╭─ AVAILABLE DATA

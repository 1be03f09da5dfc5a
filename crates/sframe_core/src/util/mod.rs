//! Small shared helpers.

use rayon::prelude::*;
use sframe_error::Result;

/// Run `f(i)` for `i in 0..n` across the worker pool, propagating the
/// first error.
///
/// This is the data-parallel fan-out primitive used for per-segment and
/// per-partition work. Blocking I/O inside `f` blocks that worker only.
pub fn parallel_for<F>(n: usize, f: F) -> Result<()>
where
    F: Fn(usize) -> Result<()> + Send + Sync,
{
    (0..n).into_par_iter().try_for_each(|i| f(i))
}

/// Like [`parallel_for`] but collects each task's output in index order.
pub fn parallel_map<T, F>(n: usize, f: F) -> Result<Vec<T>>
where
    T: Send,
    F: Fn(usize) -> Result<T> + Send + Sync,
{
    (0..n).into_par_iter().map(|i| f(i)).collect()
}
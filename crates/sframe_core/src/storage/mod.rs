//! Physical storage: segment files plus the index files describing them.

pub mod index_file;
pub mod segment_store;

╰─

_WORK REQUIRED_
Repeat all of the entries exactly.

_WRITTEN ANSWER_
repository 1be03f09da5dfc5a
filename crates/sframe_core/src/util/mod.rs
//! Small shared helpers.

use rayon::prelude::*;
use sframe_error::Result;

/// Run `f(i)` for `i in 0..n` across the worker pool, propagating the
/// first error.
///
/// This is the data-parallel fan-out primitive used for per-segment and
/// per-partition work. Blocking I/O inside `f` blocks that worker only.
pub fn parallel_for<F>(n: usize, f: F) -> Result<()>
where
    F: Fn(usize) -> Result<()> + Send + Sync,
{
    (0..n).into_par_iter().try_for_each(|i| f(i))
}

/// Like [`parallel_for`] but collects each task's output in index order.
pub fn parallel_map<T, F>(n: usize, f: F) -> Result<Vec<T>>
where
    T: Send,
    F: Fn(usize) -> Result<T> + Send + Sync,
{
    (0..n).into_par_iter().map(|i| f(i)).collect()
}
filename crates/sframe_core/src/storage/mod.rs
//! Physical storage: segment files plus the index files describing them.

pub mod index_file;
pub mod segment_store;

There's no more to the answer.